Stella, kolorowa tygryska i Alfie, który okazał się Cirillą

blaski i cienie życia z kotem

Moderatorzy: Estraven, Moderatorzy

Post » Sob sty 16, 2016 22:55 Re: Stella - tygryska, która próbowała być tricolorką

barbarados pisze:Zobaczyłam klona Majki 8O
Pozwolisz , że się wproszę ?


No Ci mowie jakie podobne "to" małe do Naszych Kotkow!
"Dom należy do kotów.
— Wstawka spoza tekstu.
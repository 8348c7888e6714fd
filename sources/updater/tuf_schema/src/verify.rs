use crate::decoded::{Decoded, Hex};
use crate::error::{self, Result};
use crate::{Role, Root, Signed};
use snafu::{ensure, OptionExt};
use std::collections::BTreeSet;

impl Root {
    /// Checks that `role` carries valid signatures from at least `threshold` distinct keys that
    /// this root authorizes for `T::TYPE`. Signatures from unknown or unauthorized keys, invalid
    /// signatures, and repeated signatures by the same key are ignored rather than rejected.
    pub fn verify_role<T: Role>(&self, role: &Signed<T>) -> Result<()> {
        let role_keys = self
            .roles
            .get(&T::TYPE)
            .context(error::MissingRoleSnafu { role: T::TYPE })?;
        let data = role.signed.canonical_form()?;

        let mut valid: BTreeSet<&Decoded<Hex>> = BTreeSet::new();
        for signature in &role.signatures {
            if valid.contains(&signature.keyid) || !role_keys.keyids.contains(&signature.keyid) {
                continue;
            }
            if let Some(key) = self.keys.get(&signature.keyid) {
                if key.verify(&data, &signature.sig) {
                    valid.insert(&signature.keyid);
                }
            }
        }

        let valid = valid.len() as u64;
        ensure!(
            valid >= role_keys.threshold.get(),
            error::SignatureThresholdSnafu {
                role: T::TYPE,
                threshold: role_keys.threshold.get(),
                valid,
            }
        );
        Ok(())
    }

    /// Checks a root that is meant to replace this one: it must satisfy this root's root
    /// threshold and, independently, its own.
    pub fn verify_successor(&self, next: &Signed<Root>) -> Result<()> {
        self.verify_role(next)?;
        next.signed.verify_role(next)
    }
}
My tylko spłacamy kredyt"
Obrazek

Moli25

Avatar użytkownika
 
Posty: 19616
Od: Pon gru 22, 2014 21:40
Lokalizacja: K. Wrocław

Post » Sob sty 16, 2016 22:56 Re: Stella - tygryska, która próbowała być tricolorką

barbarados pisze:Zobaczyłam klona Majki 8O
Pozwolisz , że się wproszę ?


Pewnie że tak, zapraszam! :D Bardzo nam miło :)
Wychodzi na to, że u mnie istny atak klonów :D Stella jak Iga od Kotimont, a teraz drugi delikwent - sobowtór :D

KatS

Avatar użytkownika
 
Posty: 4393
Od: Pt wrz 25, 2015 14:59
Lokalizacja: Dublin, Irlandia

Post » Sob sty 16, 2016 23:00 Re: Stella - tygryska, która próbowała być tricolorką

Fajne emocje bedą Wam towarzyszyć teraz Kasiu :D
Musicie sie przyzwyczaić do nowe sytuacji, Wy duzi ale przede wszystkim Stella.
Ona wg mnie szybko zaadoptuje sie z nowym Alienem :mrgreen:
A on młody mysli ma miliony, ogarnie Was chatkę w chwile.
A Stelle bedzie traktować troche jak mamę, widziałam jak Fuksik sie zachowywał. Ale Molka warczała, syczała, pacala łapka. Ja izolowalam 3 dni.
Nie wiem czy dobrze. Moja wiedza na temat kotów jest znikoma.
Tyle co sama sie uczyłam ich zachowania.
"Dom należy do kotów. My tylko spłacamy kredyt"
Obrazek

Moli25

Avatar użytkownika
 
Posty: 19616
Od: Pon gru 22, 2014 21:40
Lokalizacja: K. Wrocław

Post » Sob sty 16, 2016 23:02 Re: Stella - tygryska, która próbowała być tricolorką

Ja na zywioł poszłam i miałam klębowisko żmij w domu . takie pomieszane z hodowlą pullterierów :roll:

barbarados

Avatar użytkownika
 
Posty: 31121
Od: Sob lip 21, 2012 18:01

Post » Sob sty 16, 2016 23:08 Re: Stella - tygryska, która próbowała być tricolorką

Ja bym też izolowała, na początku chcielismy w sypialni, ale raz że co ze Stellą (jakos tak mi się wydaje, że już nowy kot to stres, nie chcę żeby do tego czuła że cos przez niego traci, dostęp do nas, do swoich miejsc), a dwa - tam jest naprawdę zimno. Stwierdzilismy, że zobaczymy, spróbujemy bez pełnej izolacji, a jak będzie bardzo źle, to wtedy łazienka albo sypialnia mimo wszystko. Ale nie jest tragicznie, najbardziej mnie cieszy, że Stella mimo wszystko jest chętna do zabawy (nie z młodym oczywiscie) i daje się pogłaskać, i mruczy nawet trochę... a nie tkwi pod kocem skulona ze strachu, co było moją największą obawą. Raczej się ożywiła i odkryła w sobie bojowego ducha ;)
Mój podręcznik o kotach... jak to ujmuje TŻ, moja Biblia ;) mówi, żeby izolować, ale robić próby zapoznawcze. No trudno, będziemy czuwać i oby było dobrze.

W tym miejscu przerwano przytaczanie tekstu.